Only the number is wanted: how many lines in the data contain "errors"?

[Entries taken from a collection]
....

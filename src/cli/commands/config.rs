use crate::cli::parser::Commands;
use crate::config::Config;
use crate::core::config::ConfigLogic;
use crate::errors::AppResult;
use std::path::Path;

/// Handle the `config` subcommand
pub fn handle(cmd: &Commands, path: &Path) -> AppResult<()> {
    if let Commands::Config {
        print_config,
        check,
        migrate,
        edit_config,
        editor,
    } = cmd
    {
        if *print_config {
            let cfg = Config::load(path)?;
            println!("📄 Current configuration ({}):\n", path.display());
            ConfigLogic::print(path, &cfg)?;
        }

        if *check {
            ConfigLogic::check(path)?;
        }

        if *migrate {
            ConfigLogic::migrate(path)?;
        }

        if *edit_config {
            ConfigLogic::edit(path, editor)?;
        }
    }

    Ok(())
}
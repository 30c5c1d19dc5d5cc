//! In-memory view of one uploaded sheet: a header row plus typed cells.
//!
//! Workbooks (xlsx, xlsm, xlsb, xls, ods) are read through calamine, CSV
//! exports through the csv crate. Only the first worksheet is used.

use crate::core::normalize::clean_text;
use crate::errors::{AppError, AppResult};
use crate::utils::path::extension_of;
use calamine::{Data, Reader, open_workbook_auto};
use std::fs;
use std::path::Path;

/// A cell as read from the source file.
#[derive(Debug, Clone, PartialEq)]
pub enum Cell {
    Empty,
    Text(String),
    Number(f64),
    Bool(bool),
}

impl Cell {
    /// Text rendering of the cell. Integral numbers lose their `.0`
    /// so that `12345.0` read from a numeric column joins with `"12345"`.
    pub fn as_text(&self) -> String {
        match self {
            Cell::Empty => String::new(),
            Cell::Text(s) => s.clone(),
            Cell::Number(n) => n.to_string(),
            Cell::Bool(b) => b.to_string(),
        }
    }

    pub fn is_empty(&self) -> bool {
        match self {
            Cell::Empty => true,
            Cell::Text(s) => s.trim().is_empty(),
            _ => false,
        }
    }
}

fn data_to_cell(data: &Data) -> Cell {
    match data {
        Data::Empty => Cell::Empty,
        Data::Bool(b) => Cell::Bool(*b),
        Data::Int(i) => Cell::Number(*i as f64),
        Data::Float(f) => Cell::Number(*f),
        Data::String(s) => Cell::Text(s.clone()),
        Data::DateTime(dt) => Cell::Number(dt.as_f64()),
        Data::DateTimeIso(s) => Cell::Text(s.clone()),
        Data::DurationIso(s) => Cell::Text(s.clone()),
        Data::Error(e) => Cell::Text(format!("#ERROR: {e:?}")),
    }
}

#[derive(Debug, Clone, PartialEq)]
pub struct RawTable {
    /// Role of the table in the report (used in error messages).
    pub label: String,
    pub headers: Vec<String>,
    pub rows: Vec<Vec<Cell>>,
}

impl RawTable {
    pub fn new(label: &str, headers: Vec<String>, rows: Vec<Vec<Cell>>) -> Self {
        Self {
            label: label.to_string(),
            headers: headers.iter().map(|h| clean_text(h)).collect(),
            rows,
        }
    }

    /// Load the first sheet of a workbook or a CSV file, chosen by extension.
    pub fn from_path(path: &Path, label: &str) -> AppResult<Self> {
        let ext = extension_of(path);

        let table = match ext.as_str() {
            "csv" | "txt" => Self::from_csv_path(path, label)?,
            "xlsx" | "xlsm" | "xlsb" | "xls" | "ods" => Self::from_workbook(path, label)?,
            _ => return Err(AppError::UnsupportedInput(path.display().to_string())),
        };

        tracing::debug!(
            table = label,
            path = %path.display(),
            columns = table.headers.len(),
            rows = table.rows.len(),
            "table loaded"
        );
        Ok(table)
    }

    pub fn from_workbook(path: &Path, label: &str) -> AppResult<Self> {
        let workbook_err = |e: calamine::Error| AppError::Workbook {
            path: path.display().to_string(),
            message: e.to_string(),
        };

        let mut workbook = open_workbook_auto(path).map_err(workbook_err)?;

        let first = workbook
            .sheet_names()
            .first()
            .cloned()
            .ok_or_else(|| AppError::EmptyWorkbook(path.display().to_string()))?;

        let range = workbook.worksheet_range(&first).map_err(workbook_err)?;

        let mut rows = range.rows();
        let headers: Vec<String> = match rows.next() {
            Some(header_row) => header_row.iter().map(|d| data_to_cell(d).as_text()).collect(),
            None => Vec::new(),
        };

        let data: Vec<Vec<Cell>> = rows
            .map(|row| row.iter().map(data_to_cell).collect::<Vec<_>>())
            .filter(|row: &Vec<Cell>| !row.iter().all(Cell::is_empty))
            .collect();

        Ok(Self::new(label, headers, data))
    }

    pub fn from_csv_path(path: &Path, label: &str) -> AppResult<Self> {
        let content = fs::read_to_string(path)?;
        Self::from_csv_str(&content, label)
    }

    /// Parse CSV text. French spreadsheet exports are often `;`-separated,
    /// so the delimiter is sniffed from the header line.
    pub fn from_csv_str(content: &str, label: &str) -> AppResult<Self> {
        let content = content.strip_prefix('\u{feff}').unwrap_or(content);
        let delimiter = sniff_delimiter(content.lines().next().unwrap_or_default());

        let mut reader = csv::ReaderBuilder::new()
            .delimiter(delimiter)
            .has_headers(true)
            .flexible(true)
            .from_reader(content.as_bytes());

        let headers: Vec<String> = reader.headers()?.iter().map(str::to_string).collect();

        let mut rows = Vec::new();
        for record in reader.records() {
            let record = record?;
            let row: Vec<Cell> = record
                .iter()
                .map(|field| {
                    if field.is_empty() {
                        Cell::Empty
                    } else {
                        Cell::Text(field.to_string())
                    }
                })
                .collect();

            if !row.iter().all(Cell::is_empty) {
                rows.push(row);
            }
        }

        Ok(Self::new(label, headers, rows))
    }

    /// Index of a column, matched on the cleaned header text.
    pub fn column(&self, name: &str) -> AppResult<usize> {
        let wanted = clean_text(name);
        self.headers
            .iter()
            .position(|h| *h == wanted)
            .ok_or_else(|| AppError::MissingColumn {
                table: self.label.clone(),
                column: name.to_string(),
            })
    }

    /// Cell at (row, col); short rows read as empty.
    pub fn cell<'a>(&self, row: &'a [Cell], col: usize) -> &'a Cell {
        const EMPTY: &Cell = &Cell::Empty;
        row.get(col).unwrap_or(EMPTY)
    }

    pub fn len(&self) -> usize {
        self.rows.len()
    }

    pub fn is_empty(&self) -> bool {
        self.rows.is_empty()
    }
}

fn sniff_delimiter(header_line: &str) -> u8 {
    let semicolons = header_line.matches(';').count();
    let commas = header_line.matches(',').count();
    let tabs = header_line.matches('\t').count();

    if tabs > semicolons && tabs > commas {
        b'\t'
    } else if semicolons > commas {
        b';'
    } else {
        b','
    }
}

....

Exercise output: 2